Avertir le modérateur

30 janvier 2007

Ames sensibles

Un livre intéressant sur le mode obsessionnel vient de sortir, Vingt-Quatre Heures d’une femme sensible, de Constance de Salm (Phébus,10 €).
Publié une première fois en 1824, il vient d’être exhumé par les éditions Phébus qui lui verraient bien le succès de Laissez-moi de Marcelle Sauvageot publié en 2005 : un sublime texte écrit dans les années 1930 par une femme atteinte de tuberculose à l’attention d’un amant ingrat et bien opportuniste, parti en épouser une autre dès son entrée au sanatorium. Deux minutes pour huer le malappris... Bien lui en a pris pourtant, à ce scélérat, puisque de cette aventure malheureuse est sorti un chef d’œuvre de lucidité, de rage digne et de sensibilité féminine.

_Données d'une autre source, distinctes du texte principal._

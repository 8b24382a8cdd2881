//! Job records, lifecycle and the task manager
//!
//! The task manager admits at most one active job per kind, runs each job on
//! its own driver task and keeps a bounded history of finished jobs.

mod driver;
mod manager;
mod record;
mod state;

pub use manager::{JobServices, ManagerSettings, TaskManager};
pub use record::{Job, JobId};
pub use state::JobState;

use thiserror::Error;

/// Errors returned by task manager operations
#[derive(Debug, Clone, PartialEq, Eq, Error)]
pub enum TaskError {
    #[error("A job of kind '{kind}' is already running ({job_id})")]
    AlreadyRunning { kind: String, job_id: JobId },

    #[error("No job with id {0}")]
    NotFound(JobId),

    #[error("Job {job_id} is already {state}")]
    AlreadyTerminal { job_id: JobId, state: JobState },
}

En sera-t-il ainsi avec le texte de Vingt-Quatre Heures d’une femme sensible ? Ce mignon petit roman raconte en 44 lettres, les 24 heures d’une femme éperdue de jalousie : « Confrontée à l’image obsédante de son amant disparaissant dans la calèche d’une autre beauté au sortir de l’opéra, notre héroïne tente de comprendre et de calmer les mille émotions qui l’assaillent », comme le dit la 4e de couverture. Ces affres, mesdames, mesdemoiselles, nous les avons toutes connues, peu ou prou, même si nous ne les avons pas formulées de la même façon. D'autant qu'aujourd’hui, on recourt curieusement plus volontiers aux mails et aux sms qu’aux missives portées.

Le style sera sans doute un écueil au succès du livre : ça sent la poudre de riz, les parfums nichés dans le replis des crinolines, les sentiments sont exacerbés, c’est un poil précieux, scandé de points d’exclamation. Goethe est passé par là. En bref, c’est très 19e siècle et on n’est plus très habituées. Plus Fifi Chachnil que Chantal Thomass, en somme. Mais il y a des fans et pas mal de curieuses.

Il faut simplement le savoir pour ne pas se sentir déçue d’avoir mis 10 euros dans un livre qui ne plaira pas vraiment. C’est cher, les livres…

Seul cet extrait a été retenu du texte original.